What is the difference between social class and the reformatory movement? Explain this difference in detail please.

The reformatory movement concerned changing ideas about the role and function of prisons and the criminal justice system in general during the 19th century. Beginning first in England, and later moving to the United States, this movement promoted the idea of prisons being places for individual offenders to be "reformed" rather than simply punished. Ideally, these types of institutions would be focused on changing the behaviors of people for the positive, ensuring that they would not reoffend after their release and having a beneficial effect on both the offender and society at large. These ideas for prison reform emerged in the aftermath of the Enlightenment, when ideas about the natural rights of human beings and the role of government began to change, and the type of inhumane prison conditions that were common at the time came to be seen as not fitting for an enlightened, civilized society. Unfortunately, these high ideals were rarely, if ever, realized.
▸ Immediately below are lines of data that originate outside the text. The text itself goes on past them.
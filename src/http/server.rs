//! HTTP server setup.
//!
//! # Responsibilities
//! - Create the Axum router with one route group per endpoint category
//! - Wire up middleware (tracing, request ID); per-route deadlines come from
//!   the admission gate
//! - Serve with peer addresses so anonymous callers can fall back to them
//!
//! The content, auth and analytics handlers behind the gate live elsewhere;
//! the routes here answer with a small JSON acknowledgement so the gate can be
//! exercised end to end.

use std::net::SocketAddr;
use std::sync::Arc;
use std::time::Duration;

use axum::{
    extract::Request,
    routing::{get, post},
    Extension, Json, Router,
};
use serde_json::{json, Value};
use tokio::net::TcpListener;
use tokio::sync::broadcast;
use tower_http::{
    request_id::{MakeRequestUuid, PropagateRequestIdLayer, SetRequestIdLayer},
    timeout::TimeoutLayer,
    trace::TraceLayer,
};

use crate::config::GovernorConfig;
use crate::http::admission::Admission;
use crate::identity::Identity;
use crate::lifecycle::shutdown;
use crate::policy::EndpointCategory;

/// HTTP server fronting the protected endpoints.
pub struct GovernorServer {
    router: Router,
    config: GovernorConfig,
}

impl GovernorServer {
    pub fn new(config: GovernorConfig, admission: Arc<Admission>) -> Self {
        let router = Self::build_router(&config, &admission);
        Self { router, config }
    }

    /// Build the Axum router with all middleware layers.
    #[allow(deprecated)]
    pub fn build_router(config: &GovernorConfig, admission: &Arc<Admission>) -> Router {
        let auth = Router::new()
            .merge(admission.protect(
                EndpointCategory::Login,
                Router::new().route("/auth/login", post(acknowledge)),
            ))
            .merge(admission.protect(
                EndpointCategory::Signup,
                Router::new().route("/auth/signup", post(acknowledge)),
            ))
            .merge(admission.protect(
                EndpointCategory::PasswordReset,
                Router::new().route("/auth/password-reset", post(acknowledge)),
            ))
            .merge(admission.protect(
                EndpointCategory::SocialAuth,
                Router::new().route("/auth/social/{provider}", get(acknowledge).post(acknowledge)),
            ));

        let content = Router::new()
            .merge(admission.protect(
                EndpointCategory::Public,
                Router::new()
                    .route("/courses", get(acknowledge))
                    .route("/courses/{slug}", get(acknowledge)),
            ))
            .merge(admission.protect(
                EndpointCategory::User,
                Router::new().route("/me/courses", get(acknowledge).post(acknowledge)),
            ))
            .merge(admission.protect(
                EndpointCategory::Sensitive,
                Router::new().route("/analytics/events", get(acknowledge).post(acknowledge)),
            ))
            .merge(admission.protect(
                EndpointCategory::Admin,
                Router::new().route(
                    "/admin/courses",
                    get(acknowledge).post(acknowledge).delete(acknowledge),
                ),
            ));

        // Protected routes carry their own deadline inside the gate.
        let health = get(health).layer(TimeoutLayer::new(Duration::from_secs(
            config.listener.request_timeout_secs,
        )));

        Router::new()
            .route("/health", health)
            .merge(auth)
            .merge(content)
            .layer(PropagateRequestIdLayer::x_request_id())
            .layer(TraceLayer::new_for_http())
            .layer(SetRequestIdLayer::x_request_id(MakeRequestUuid))
    }

    /// Run the server until `shutdown_rx` fires.
    pub async fn run(
        self,
        listener: TcpListener,
        shutdown_rx: broadcast::Receiver<()>,
    ) -> Result<(), std::io::Error> {
        let addr = listener.local_addr()?;
        tracing::info!(address = %addr, "HTTP server starting");

        let app = self.router.into_make_service_with_connect_info::<SocketAddr>();
        axum::serve(listener, app)
            .with_graceful_shutdown(shutdown::wait(shutdown_rx))
            .await?;

        tracing::info!("HTTP server stopped");
        Ok(())
    }

    pub fn router(&self) -> Router {
        self.router.clone()
    }

    pub fn config(&self) -> &GovernorConfig {
        &self.config
    }
}

async fn health() -> Json<Value> {
    Json(json!({ "status": "ok" }))
}

/// Stand-in for the real endpoint handlers.
async fn acknowledge(identity: Option<Extension<Identity>>, request: Request) -> Json<Value> {
    let (key, tier) = match identity {
        Some(Extension(identity)) => (identity.key.to_string(), identity.tier.as_str()),
        None => ("unknown".to_string(), "anonymous"),
    };
    Json(json!({
        "method": request.method().as_str(),
        "path": request.uri().path(),
        "key": key,
        "tier": tier,
    }))
}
Across societies, both in Britain and the United States during the nineteenth century, these reformatories were mostly filled with poor or working-class men and women. Social and economic class had a strong influence on whether or not someone would be sent to a reformatory. Generally speaking, the wealthier you were, the less likely it would be that you would be suspected, prosecuted, and convicted of a crime. The reasons for this were many and complex, including the economic and psychological pressures of poverty, which led to high rates of crime in poorer areas, as well as the benefits of good legal representation available to people of higher economic and social status. There is also a general bias in favor of those of higher economic and social status (both within the criminal justice system and society at large), especially during the time of the Industrial Revolution when there was a belief that economic success was a sign that a person had a good character, while poverty was a sign of some moral failing. These and other sociological factors led to people on the lower end of the economic spectrum being prosecuted and sent to reformatories at a high higher rate than their wealthy counterparts.
For example, in late-nineteenth century England, the son of a member of the aristocracy living on an estate, and the son of a poor laborer living in the slums of London had very different likelihoods of ending up in a reformatory. By and large, these institutions, which were truly not much of an improvement over what had come before, were filled with those of a lower economic and social status. Spending time in any sort of prison or reformatory would not decrease the likelihood of an individual committing other crimes and being sent back; in fact it often increased those chances. Reformatories were still largely places of control, violence, and punishment, whatever the ideas behind their creation had been. If you were a wealthy person, you were far less likely to ever see the inside of a reformatory, something which still is true today with the modern prison system in America.